Task goal
Exact reproduction required: the lines below from the line with "pub fn run<F, Fut>(self, action: F)" to the line with "fn expire_later(self, id: u64)", both ends included, and no others.

------------------------------------------------------------

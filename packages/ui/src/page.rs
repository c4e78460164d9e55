//! Running page controllers from Dioxus components.
//!
//! A controller is plain data plus async methods. Components keep it in a
//! signal and run actions through [`PageHandle::run`]. The action works on a
//! copy; when it finishes, only what it changed is merged into the signal's
//! current value ([`Page::absorb`]), so edits made and actions finished in
//! the meantime are kept. The handle then follows a gate redirect or a route
//! and schedules the dismissal of any notice the action raised.

use std::collections::HashMap;
use std::future::Future;
use std::hash::Hash;
use std::time::Duration;

use dioxus::prelude::*;
use dioxus::router::Navigator;

use crate::notify::{Notifier, NOTICE_DURATION};

/// Where a page is in its activation.
#[derive(Clone, Copy, Debug, Default, PartialEq, Eq)]
pub enum LoadState {
    #[default]
    Initializing,
    /// The gate rejected the session. Terminal: nothing is fetched.
    Redirected(&'static str),
    Loading,
    Ready,
}

impl LoadState {
    pub fn is_loading(&self) -> bool {
        matches!(self, LoadState::Initializing | LoadState::Loading)
    }
}

/// What [`PageHandle::run`] needs from a controller.
pub trait Page: Clone + 'static {
    fn notifier(&self) -> &Notifier;
    fn notifier_mut(&mut self) -> &mut Notifier;
    fn load_state(&self) -> LoadState;
    /// Route to move to after an action, e.g. a dashboard after signup.
    fn take_route(&mut self) -> Option<&'static str> {
        None
    }
    /// Merge into `self` what an action changed between `before`, the copy
    /// it started from, and `after`, the copy it returned.
    fn absorb(&mut self, before: &Self, after: Self);
}

/// Per-key merge for map fields: keys the action added, changed or removed
/// are applied; every other key keeps its current value.
pub fn absorb_map<K: Eq + Hash, V: PartialEq>(
    current: &mut HashMap<K, V>,
    before: &HashMap<K, V>,
    after: HashMap<K, V>,
) {
    current.retain(|key, _| !before.contains_key(key) || after.contains_key(key));
    for (key, value) in after {
        if before.get(&key) != Some(&value) {
            current.insert(key, value);
        }
    }
}

/// What a finished action asks of the view.
#[derive(Clone, Copy, Debug, Default, PartialEq, Eq)]
pub(crate) struct Settled {
    /// Gate redirect; nothing else is done when set.
    pub redirect: Option<&'static str>,
    pub route: Option<&'static str>,
    /// Id of a notice the action raised, to be dismissed later.
    pub raised: Option<u64>,
}

/// Merge a finished action into the live controller.
pub(crate) fn settle<C: Page>(current: &mut C, before: &C, mut after: C) -> Settled {
    let route = after.take_route();
    let redirect = match after.load_state() {
        LoadState::Redirected(to) => Some(to),
        _ => None,
    };

    let prior = notice_id(current);
    current.absorb(before, after);

    Settled {
        redirect,
        route: if redirect.is_some() { None } else { route },
        raised: raised_since(prior, current),
    }
}

fn notice_id<C: Page>(page: &C) -> Option<u64> {
    page.notifier().current().map(|n| n.id)
}

fn raised_since<C: Page>(prior: Option<u64>, page: &C) -> Option<u64> {
    notice_id(page).filter(|id| Some(*id) != prior)
}

/// Wait out [`NOTICE_DURATION`], then dismiss notice `id`.
async fn expire(id: u64, dismiss: impl FnOnce(u64) -> bool) -> bool {
    sleep(NOTICE_DURATION).await;
    dismiss(id)
}

pub struct PageHandle<C: 'static> {
    pub state: Signal<C>,
    nav: Navigator,
}

impl<C: 'static> Clone for PageHandle<C> {
    fn clone(&self) -> Self {
        *self
    }
}

impl<C: 'static> Copy for PageHandle<C> {}

pub fn use_page<C: Page>(init: impl FnOnce() -> C) -> PageHandle<C> {
    let state = use_signal(init);
    let nav = use_navigator();
    PageHandle { state, nav }
}

impl<C: Page> PageHandle<C> {
    /// Run `action` on a copy of the controller and merge its changes back.
    pub fn run<F, Fut>(self, action: F)
    where
        F: FnOnce(C) -> Fut + 'static,
        Fut: Future<Output = C> + 'static,
    {
        let mut state = self.state;
        let nav = self.nav;
        spawn(async move {
            let before = state.peek().clone();
            let after = action(before.clone()).await;
            let settled = settle(&mut *state.write(), &before, after);

            if let Some(to) = settled.redirect {
                nav.replace(to);
                return;
            }
            if let Some(to) = settled.route {
                nav.push(to);
            }
            if let Some(id) = settled.raised {
                self.expire_later(id);
            }
        });
    }

    /// Apply a synchronous change, e.g. a form field edit or a local save.
    pub fn update(self, change: impl FnOnce(&mut C)) {
        let mut state = self.state;
        let raised = {
            let mut page = state.write();
            let prior = notice_id(&*page);
            change(&mut page);
            raised_since(prior, &*page)
        };
        if let Some(id) = raised {
            self.expire_later(id);
        }
    }

    pub fn navigate(self, to: &str) {
        self.nav.push(to);
    }

    fn expire_later(self, id: u64) {
        let mut state = self.state;
        spawn(async move {
            expire(id, move |id| state.write().notifier_mut().dismiss(id)).await;
        });
    }
}

async fn sleep(duration: Duration) {
    #[cfg(target_arch = "wasm32")]
    gloo_timers::future::sleep(duration).await;
    #[cfg(not(target_arch = "wasm32"))]
    tokio::time::sleep(duration).await;
}

#[cfg(test)]
mod tests {
    use std::cell::RefCell;

    use super::*;
    use crate::pages::{Forum, PatientDashboard, PatientOnboard};
    use crate::testing::{patient, services, trial, FakeApi};

    #[tokio::test]
    async fn test_edit_during_load_survives() {
        let api = FakeApi::new();
        api.with(|s| s.trials = vec![trial(1, 7)]);
        let mut live = PatientDashboard::new(services(&api, Some(patient())));

        let before = live.clone();
        let mut after = before.clone();
        after.activate().await;
        live.age = "42".to_string();

        let settled = settle(&mut live, &before, after);
        assert_eq!(live.age, "42");
        assert_eq!(live.trials.len(), 1);
        assert_eq!(live.state, LoadState::Ready);
        assert_eq!(settled, Settled::default());
    }

    #[tokio::test]
    async fn test_overlapping_summaries_both_kept() {
        let api = FakeApi::new();
        api.with(|s| s.trials = vec![trial(1, 7), trial(2, 7)]);
        let mut live = PatientDashboard::new(services(&api, Some(patient())));
        live.activate().await;

        let first_before = live.clone();
        let second_before = live.clone();
        let mut first = first_before.clone();
        let mut second = second_before.clone();
        first.summarize_trial("1").await;
        second.summarize_trial("2").await;

        settle(&mut live, &second_before, second);
        settle(&mut live, &first_before, first);
        assert_eq!(live.summaries.len(), 2);
        assert!(live.summaries["1"].starts_with("Summary of"));
        assert!(live.summarizing.is_none());
    }

    #[tokio::test]
    async fn test_notice_raised_during_load_is_kept() {
        let api = FakeApi::new();
        api.with(|s| s.trials = vec![trial(1, 7)]);
        let mut live = PatientDashboard::new(services(&api, Some(patient())));
        live.activate().await;

        let before = live.clone();
        let mut after = before.clone();
        after.load().await;
        live.save_trial("1");
        let saved = live.notifier.current().map(|n| n.id);

        let settled = settle(&mut live, &before, after);
        assert_eq!(live.notifier.current().unwrap().message, "Saved to favorites");
        assert_eq!(live.notifier.current().map(|n| n.id), saved);
        assert_eq!(settled.raised, None);
    }

    #[tokio::test]
    async fn test_redirect_wins_over_everything() {
        let api = FakeApi::new();
        let mut live = Forum::new(services(&api, None));

        let before = live.clone();
        let mut after = before.clone();
        after.activate().await;

        let settled = settle(&mut live, &before, after);
        assert_eq!(settled.redirect, Some("/"));
        assert_eq!(settled.route, None);
        assert_eq!(live.state, LoadState::Redirected("/"));
        assert!(api.calls().is_empty());
    }

    #[tokio::test]
    async fn test_route_and_raised_notice() {
        let api = FakeApi::new();
        let mut live = PatientOnboard::new(services(&api, None));
        live.contact.name = "Ana".to_string();
        live.condition = "Diabetes".to_string();

        let before = live.clone();
        let mut after = before.clone();
        after.submit().await;

        let settled = settle(&mut live, &before, after);
        assert_eq!(settled.route, Some("/patient/dashboard"));
        assert_eq!(settled.raised, live.notifier.current().map(|n| n.id));
        assert_eq!(live.notifier.current().unwrap().message, "Welcome to CuraLink!");
    }

    #[test]
    fn test_map_merge_is_per_key() {
        let before: HashMap<i64, String> = [(1, "draft".to_string())].into();
        let mut current = before.clone();
        current.insert(2, "typed meanwhile".to_string());
        let mut after = before.clone();
        after.remove(&1);
        after.insert(3, "added".to_string());

        absorb_map(&mut current, &before, after);
        assert!(!current.contains_key(&1));
        assert_eq!(current[&2], "typed meanwhile");
        assert_eq!(current[&3], "added");
    }

    #[tokio::test(start_paused = true)]
    async fn test_notice_expires_after_duration() {
        let mut notifier = Notifier::new();
        let id = notifier.success("Post created successfully!");
        let notifier = RefCell::new(notifier);

        let start = tokio::time::Instant::now();
        assert!(expire(id, |id| notifier.borrow_mut().dismiss(id)).await);
        assert!(start.elapsed() >= NOTICE_DURATION);
        assert!(notifier.borrow().current().is_none());
    }

    #[tokio::test(start_paused = true)]
    async fn test_stale_expiry_keeps_newer_notice() {
        let mut notifier = Notifier::new();
        let stale = notifier.success("Reply posted!");
        let newer = notifier.error("Failed to load replies");
        let notifier = RefCell::new(notifier);

        assert!(!expire(stale, |id| notifier.borrow_mut().dismiss(id)).await);
        assert_eq!(notifier.borrow().current().map(|n| n.id), Some(newer));
    }
}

------------------------------------------------------------

Response
    pub fn run<F, Fut>(self, action: F)
    where
        F: FnOnce(C) -> Fut + 'static,
        Fut: Future<Output = C> + 'static,
    {
        let mut state = self.state;
        let nav = self.nav;
        spawn(async move {
            let before = state.peek().clone();
            let after = action(before.clone()).await;
            let settled = settle(&mut *state.write(), &before, after);

            if let Some(to) = settled.redirect {
                nav.replace(to);
                return;
            }
            if let Some(to) = settled.route {
                nav.push(to);
            }
            if let Some(id) = settled.raised {
                self.expire_later(id);
            }
        });
    }

    /// Apply a synchronous change, e.g. a form field edit or a local save.
    pub fn update(self, change: impl FnOnce(&mut C)) {
        let mut state = self.state;
        let raised = {
            let mut page = state.write();
            let prior = notice_id(&*page);
            change(&mut page);
            raised_since(prior, &*page)
        };
        if let Some(id) = raised {
            self.expire_later(id);
        }
    }

    pub fn navigate(self, to: &str) {
        self.nav.push(to);
    }

    fn expire_later(self, id: u64) {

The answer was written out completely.